Fiscal responsibility

Today in The New York Times, in a story “Republicans Join Vote to Override Water Bill Veto” By CARL HULSE, there is further proof that the horizontal hold on the reality tube appears to be out again. I don’t know if there are many people who remember what that effect did to the picture — it was a TV thing. Part or all of the picture lost the vertical line and turned into a wave pattern. You could watch it, but you couldn’t actually see it. If it was your favorite soap opera and the TV repairman was slow, you could listen to the dialog and just trust where the story was going based on what you heard. Only people who have watched soap operas know how risky that could be. For one thing, you couldn’t tell from the scrambled picture who overheard what was said, how they overheard it, or what their reaction was. In the soaps, as in politics, the dialog was one small level of a story with many hidden nuances, questionable associations, and subplots.
Apparently, the Bush base can accept a war that has lost millions in dollars and quite a few weapons and used borrowed money underwritten by us and our children to pay many times over for what they have not gotten once, but they are mad at Mr. Bush over his exorbitant spending on medical care:

Mr. Bush and Republican leaders are taking a harder line on spending out of a belief that voters in 2006 punished them for allowing federal spending to creep upward in the last six years and creating a costly new Medicare drug benefit.

Anybody up for comparing the cost of the drug benefit to the cost of the Iraq war? Who among Republicans is mad at the Bush II administration for creating a costly Medicare drug benefit? All of the profit goes into the pockets of his “base.” Remember, he let the drug companies make the plan themselves. That is like paying the fox to gather the eggs. The fox is complaining?
I am waiting for one example of the Bush II administration actually funding something that the people in the United States need. We need universal health care, secure retirement, disaster relief, roads and bridges, good schools, a safe food supply, a safe workplace, and energy independence. And we need a plan of action against terrorism that actually reduces the threat, not one that throws grease on the fire.

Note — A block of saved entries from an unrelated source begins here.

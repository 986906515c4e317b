use crate::prelude::*;

use md5::{Digest, Md5};
use tokio::io::{AsyncRead, AsyncWrite};

use crate::splink::session::Session;
use crate::splink::{
    ADDR_CHALLENGE, ADDR_CHALLENGE_SUCCESS, ADDR_COMPORT, COMPORT_UNAUTHENTICATED,
};

const CHALLENGE_WORDS: u8 = 4; // 8-byte challenge
const PASSWORD_PAD: usize = 32;

/// Performs the challenge-response handshake and returns the comport the
/// device assigned. If the comport register already holds a valid value the
/// handshake is skipped entirely.
///
/// Authentication failure is fatal; the device offers no retry.
pub async fn authenticate<S>(session: &mut Session<S>, password: &str) -> Result<u16, Error>
where
    S: AsyncRead + AsyncWrite + Unpin + Send,
{
    let mut com_port = session.read_u16(ADDR_COMPORT).await?;

    if com_port == COMPORT_UNAUTHENTICATED {
        info!("unauthenticated, performing challenge-response handshake");

        let challenge = session.read(ADDR_CHALLENGE, CHALLENGE_WORDS).await?;
        let digest = challenge_digest(&challenge, password);
        session.write(ADDR_CHALLENGE, &digest).await?;

        let success = session.read_u16(ADDR_CHALLENGE_SUCCESS).await?;
        if success != 1 {
            return Err(Error::AuthRejected(success));
        }

        com_port = session.read_u16(ADDR_COMPORT).await?;
    }

    Ok(com_port)
}

/// MD5 over the challenge bytes followed by the password right-padded with
/// spaces to 32 bytes, reinterpreted as 8 big-endian words. MD5 is what the
/// firmware demands; the digest must match it bit-for-bit.
pub fn challenge_digest(challenge: &[u8], password: &str) -> [u16; 8] {
    let mut buf = Vec::with_capacity(challenge.len() + PASSWORD_PAD);
    buf.extend_from_slice(challenge);

    let mut padded = password.as_bytes().to_vec();
    if padded.len() < PASSWORD_PAD {
        padded.resize(PASSWORD_PAD, b' ');
    }
    buf.extend_from_slice(&padded);

    let digest = Md5::digest(&buf);

    let mut words = [0u16; 8];
    for (word, pair) in words.iter_mut().zip(digest.chunks_exact(2)) {
        *word = u16::from_be_bytes([pair[0], pair[1]]);
    }
    words
}

#[cfg(test)]
mod tests {
    use super::*;

    #[test]
    fn digest_is_deterministic() {
        let challenge = [1u8, 2, 3, 4, 5, 6, 7, 8];
        let a = challenge_digest(&challenge, "test");
        let b = challenge_digest(&challenge, "test");
        assert_eq!(a, b);
    }

    #[test]
    fn digest_depends_on_password_and_challenge() {
        let challenge = [1u8, 2, 3, 4, 5, 6, 7, 8];
        assert_ne!(
            challenge_digest(&challenge, "test"),
            challenge_digest(&challenge, "other")
        );
        assert_ne!(
            challenge_digest(&challenge, "test"),
            challenge_digest(&[8u8, 7, 6, 5, 4, 3, 2, 1], "test")
        );
    }

    #[test]
    fn digest_words_are_big_endian() {
        let challenge = [0u8; 8];
        let mut buf = challenge.to_vec();
        let mut padded = b"test".to_vec();
        padded.resize(PASSWORD_PAD, b' ');
        buf.extend_from_slice(&padded);

        let raw = Md5::digest(&buf);
        let words = challenge_digest(&challenge, "test");
        assert_eq!(words[0], u16::from_be_bytes([raw[0], raw[1]]));
        assert_eq!(words[7], u16::from_be_bytes([raw[14], raw[15]]));
    }

    #[test]
    fn long_password_is_not_truncated() {
        let challenge = [1u8; 8];
        let long = "x".repeat(40);
        // 40 > pad width; the digest input simply carries all of it
        assert_ne!(
            challenge_digest(&challenge, &long),
            challenge_digest(&challenge, &"x".repeat(32))
        );
    }
}
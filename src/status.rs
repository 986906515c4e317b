//! Enumerated status code labels. Unknown codes are expected (newer firmware
//! grows these lists) and must never take down the poll loop, so lookups are
//! lenient and fall back to a sentinel label.

use crate::prelude::*;

pub const INVALID: &str = "invalid";

pub static GENERATOR_REASON: &[&str] = &[
    "not running",
    "front panel",
    "remote run request",
    "run schedule",
    "high inverter temp",
    "impending inverter shutdown",
    "synchronisation fault",
    "state of charge",
    "low battery volts",
    "battery midpoint voltage error",
    "equalising battery",
    "high AC load",
    "generator exercise",
    "generator available",
    "generator fault",
    "generator lockout active",
    "battery float",
    "cooling down",
    "confirmed start",
    "manual",
    "AC source present",
    "disabled",
    "support mode",
    "equalise",
    "battery load",
    "warming up",
];

pub static CHARGING_MODE: &[&str] = &[
    "initial",
    "bulk",
    "absorb",
    "float",
    "long float",
    "equalise",
];

pub static SOURCE_STATUS: &[&str] = &[
    "not present",
    "waiting to synchronise",
    "synchronising",
    "synchronised",
    "disconnecting",
];

/// Bounds-checked label lookup. Out-of-range codes log a warning and resolve
/// to [`INVALID`].
pub fn lookup(table: &'static [&'static str], code: i32) -> &'static str {
    match usize::try_from(code).ok().and_then(|i| table.get(i).copied()) {
        Some(label) => label,
        None => {
            warn!("received invalid status code {}", code);
            INVALID
        }
    }
}
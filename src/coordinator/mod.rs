use crate::prelude::*;

use chrono::{DateTime, Utc};
use tokio::io::{AsyncRead, AsyncWrite};

use crate::influx;
use crate::register;
use crate::splink::session::Session;
use crate::status;

// Telemetry register addresses for this deployment.
const ADDR_SOURCE_POWER: u32 = 0x0000_A058;
const ADDR_LOAD_POWER: u32 = 0x0000_A05C;
const ADDR_INPUT_HOURS: u32 = 0x0000_A070;
const ADDR_GENERATOR_REASON: u32 = 0x0000_A07C;
const ADDR_SOURCE_ENERGY: u32 = 0x0000_A0A8;
const ADDR_LOAD_ENERGY: u32 = 0x0000_A0AC;

#[derive(Clone, Debug, PartialEq, Eq)]
pub enum ChannelData {
    Poll,
    Shutdown,
}

/// Watches one enumerated register for changes across poll cycles.
///
/// The first observation is recorded silently; after that, every change
/// yields exactly one transition carrying the from/to labels.
pub struct TrackedStatus {
    kind: &'static str,
    table: &'static [&'static str],
    last: i32,
}

#[derive(Debug, PartialEq, Eq)]
pub struct Transition {
    pub kind: &'static str,
    pub from: &'static str,
    pub to: &'static str,
}

impl TrackedStatus {
    const UNSEEN: i32 = -1;

    pub fn new(kind: &'static str, table: &'static [&'static str]) -> Self {
        Self {
            kind,
            table,
            last: Self::UNSEEN,
        }
    }

    pub fn observe(&mut self, value: i32) -> Option<Transition> {
        let last = std::mem::replace(&mut self.last, value);
        if last == Self::UNSEEN || last == value {
            return None;
        }

        Some(Transition {
            kind: self.kind,
            from: status::lookup(self.table, last),
            to: status::lookup(self.table, value),
        })
    }
}

/// Owns the Splink session and executes poll cycles.
///
/// All session access funnels through this one task: scheduler ticks and the
/// shutdown request both arrive over the same channel, so reads, writes and
/// the final disconnect can never interleave on the wire. Ticks that arrive
/// while a cycle is in flight queue behind it.
pub struct Coordinator<S> {
    channels: Channels,
    receiver: broadcast::Receiver<ChannelData>,
    session: Session<S>,
    com_port: u16,
    start_reason: TrackedStatus,
    run_reason: TrackedStatus,
}

impl<S> Coordinator<S>
where
    S: AsyncRead + AsyncWrite + Unpin + Send,
{
    pub fn new(channels: Channels, session: Session<S>, com_port: u16) -> Self {
        let receiver = channels.to_coordinator.subscribe();

        Self {
            channels,
            receiver,
            session,
            com_port,
            start_reason: TrackedStatus::new("generator_start_reason", status::GENERATOR_REASON),
            run_reason: TrackedStatus::new("generator_run_reason", status::GENERATOR_REASON),
        }
    }

    pub async fn start(mut self) -> Result<(), Error> {
        loop {
            match self.receiver.recv().await {
                Ok(ChannelData::Poll) => {
                    if let Err(err) = self.poll().await {
                        error!("poll cycle failed: {}", err);
                        if let Err(err) = self.session.disconnect(self.com_port).await {
                            warn!("best-effort disconnect failed: {}", err);
                        }
                        return Err(err);
                    }
                }
                Ok(ChannelData::Shutdown) => {
                    if let Err(err) = self.session.disconnect(self.com_port).await {
                        warn!("disconnect failed: {}", err);
                    }
                    break;
                }
                Err(broadcast::error::RecvError::Lagged(n)) => {
                    warn!("coordinator lagged, skipped {} messages", n);
                }
                Err(broadcast::error::RecvError::Closed) => break,
            }
        }

        info!("coordinator exiting");
        Ok(())
    }

    async fn poll(&mut self) -> Result<(), Error> {
        let at = Utc::now();

        let raw = self.session.read(ADDR_SOURCE_POWER, 2).await?;
        self.emit_value("source_power", register::watts32(register::i32_le(&raw)), at);

        let raw = self.session.read(ADDR_LOAD_POWER, 2).await?;
        self.emit_value("load_power", register::watts32(register::i32_le(&raw)), at);

        let raw = self.session.read(ADDR_SOURCE_ENERGY, 2).await?;
        self.emit_value(
            "source_energy",
            register::watt_hours(register::u32_le(&raw)),
            at,
        );

        let raw = self.session.read(ADDR_LOAD_ENERGY, 2).await?;
        self.emit_value(
            "load_energy",
            register::watt_hours(register::u32_le(&raw)),
            at,
        );

        let raw = self.session.read(ADDR_INPUT_HOURS, 2).await?;
        self.emit_value("input_hours", register::hours(register::u32_le(&raw)), at);

        let word = self.session.read_u16(ADDR_GENERATOR_REASON).await?;
        let start = i32::from(register::low_byte(word));
        let run = i32::from(register::high_byte(word));

        if let Some(transition) = self.start_reason.observe(start) {
            self.emit_transition(transition, at);
        }
        if let Some(transition) = self.run_reason.observe(run) {
            self.emit_transition(transition, at);
        }

        Ok(())
    }

    fn emit_value(&self, kind: &'static str, value: f64, at: DateTime<Utc>) {
        debug!("{} = {}", kind, value);

        if self
            .channels
            .to_influx
            .send(influx::ChannelData::Value { kind, value, at })
            .is_err()
        {
            trace!("no influx consumers for {}", kind);
        }
    }

    fn emit_transition(&self, transition: Transition, at: DateTime<Utc>) {
        info!(
            "{}: {} -> {}",
            transition.kind, transition.from, transition.to
        );

        if self
            .channels
            .to_influx
            .send(influx::ChannelData::Transition {
                kind: transition.kind,
                from: transition.from,
                to: transition.to,
                at,
            })
            .is_err()
        {
            trace!("no influx consumers for {}", transition.kind);
        }
    }
}
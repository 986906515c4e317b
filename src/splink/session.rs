use crate::prelude::*;

use bytes::Bytes;
use net2::TcpStreamExt;
use std::time::Duration;
use tokio::io::{AsyncRead, AsyncReadExt, AsyncWrite, AsyncWriteExt};
use tokio::net::TcpStream;

use crate::splink::packet::{self, Op};
use crate::splink::ADDR_DISCONNECT;

/// Per-exchange deadline. A timeout is fatal; the device answers well within
/// this on a healthy link.
const TIMEOUT_SECS: u64 = 5;
const TCP_KEEPALIVE_SECS: u64 = 60;

/// A single point-to-point Splink session over a byte stream.
///
/// The protocol has no multiplexing: responses correlate to requests purely
/// by strict alternation on the wire, so the session takes `&mut self` for
/// every exchange and callers must serialize access.
pub struct Session<S> {
    stream: S,
}

impl Session<TcpStream> {
    pub async fn connect(host: &str, port: u16) -> Result<Self, Error> {
        info!("connecting to {}:{}", host, port);

        let stream = match tokio::time::timeout(
            Duration::from_secs(TIMEOUT_SECS),
            TcpStream::connect((host, port)),
        )
        .await
        {
            Ok(Ok(stream)) => stream,
            Ok(Err(source)) => {
                return Err(Error::Connection {
                    host: host.to_string(),
                    port,
                    source,
                })
            }
            Err(_) => return Err(Error::Timeout(TIMEOUT_SECS)),
        };

        let std_stream = stream.into_std()?;
        if let Err(err) = std_stream.set_keepalive(Some(Duration::from_secs(TCP_KEEPALIVE_SECS))) {
            warn!("failed to set TCP keepalive: {}", err);
        }

        let stream = TcpStream::from_std(std_stream)?;
        if let Err(err) = stream.set_nodelay(true) {
            warn!("failed to set TCP_NODELAY: {}", err);
        }

        Ok(Self::new(stream))
    }
}

impl<S> Session<S>
where
    S: AsyncRead + AsyncWrite + Unpin + Send,
{
    pub fn new(stream: S) -> Self {
        Self { stream }
    }

    /// Reads `count` registers starting at `addr`, returning the raw payload
    /// bytes with header and trailing CRC stripped.
    ///
    /// A checksum mismatch is logged but the payload is still returned; the
    /// protocol has no retransmission to fall back on.
    pub async fn read(&mut self, addr: u32, count: u8) -> Result<Bytes, Error> {
        let request = packet::encode_header(Op::Read, addr, count)?;
        self.send(&request).await?;

        let mut raw = vec![0u8; packet::response_len(count)];
        self.recv_exact(&mut raw).await?;

        let response = packet::decode_response(&raw, count)?;
        if !response.header_ok || !response.payload_ok {
            warn!(
                "response CRC mismatch reading {:#010x} (header {:?}): {:02x?}",
                addr, response.header, raw
            );
        }

        Ok(response.payload)
    }

    /// Reads a single register as a little-endian word.
    pub async fn read_u16(&mut self, addr: u32) -> Result<u16, Error> {
        let payload = self.read(addr, 1).await?;
        Ok(u16::from_le_bytes([payload[0], payload[1]]))
    }

    /// Writes `values` to consecutive registers starting at `addr`. The
    /// device acknowledges a write by echoing the packet byte-for-byte; any
    /// deviation leaves the wire in an unknown state and is fatal.
    pub async fn write(&mut self, addr: u32, values: &[u16]) -> Result<(), Error> {
        let count = u8::try_from(values.len()).map_err(|_| {
            Error::Frame(format!("write of {} registers exceeds frame limit", values.len()))
        })?;
        let mut request = packet::encode_header(Op::Write, addr, count)?;
        request.extend_from_slice(&packet::encode_write_payload(values));
        self.send(&request).await?;

        let mut echo = vec![0u8; request.len()];
        self.recv_exact(&mut echo).await?;

        if echo != request {
            return Err(Error::WriteEcho { addr });
        }

        Ok(())
    }

    /// Releases the comport assigned at authentication. No-op for comport
    /// values outside 1..=2, so repeated calls are safe.
    pub async fn disconnect(&mut self, com_port: u16) -> Result<(), Error> {
        if com_port == 1 || com_port == 2 {
            info!("disconnecting comport {}", com_port);
            self.write(ADDR_DISCONNECT + u32::from(com_port) - 1, &[1])
                .await?;
        }

        Ok(())
    }

    async fn send(&mut self, buf: &[u8]) -> Result<(), Error> {
        match tokio::time::timeout(
            Duration::from_secs(TIMEOUT_SECS),
            self.stream.write_all(buf),
        )
        .await
        {
            Ok(Ok(())) => Ok(self.stream.flush().await?),
            Ok(Err(err)) => Err(err.into()),
            Err(_) => Err(Error::Timeout(TIMEOUT_SECS)),
        }
    }

    async fn recv_exact(&mut self, buf: &mut [u8]) -> Result<(), Error> {
        match tokio::time::timeout(
            Duration::from_secs(TIMEOUT_SECS),
            self.stream.read_exact(buf),
        )
        .await
        {
            Ok(Ok(_)) => Ok(()),
            Ok(Err(err)) => Err(err.into()),
            Err(_) => Err(Error::Timeout(TIMEOUT_SECS)),
        }
    }
}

One response to “Fiscal responsibility

  1. This might be to cynical of me, but I think the Bush base believes the role of government is to win wars. And other than that, the only government programs that should be funded are the ones that convince people government doesn’t work (like Medicare Part D).
    Actually, I think we give the Bush base too much credit; beyond a handful of robber barons, I don’t think anyone who still supports Bush has a coherent political philosophy, much less viewpoint.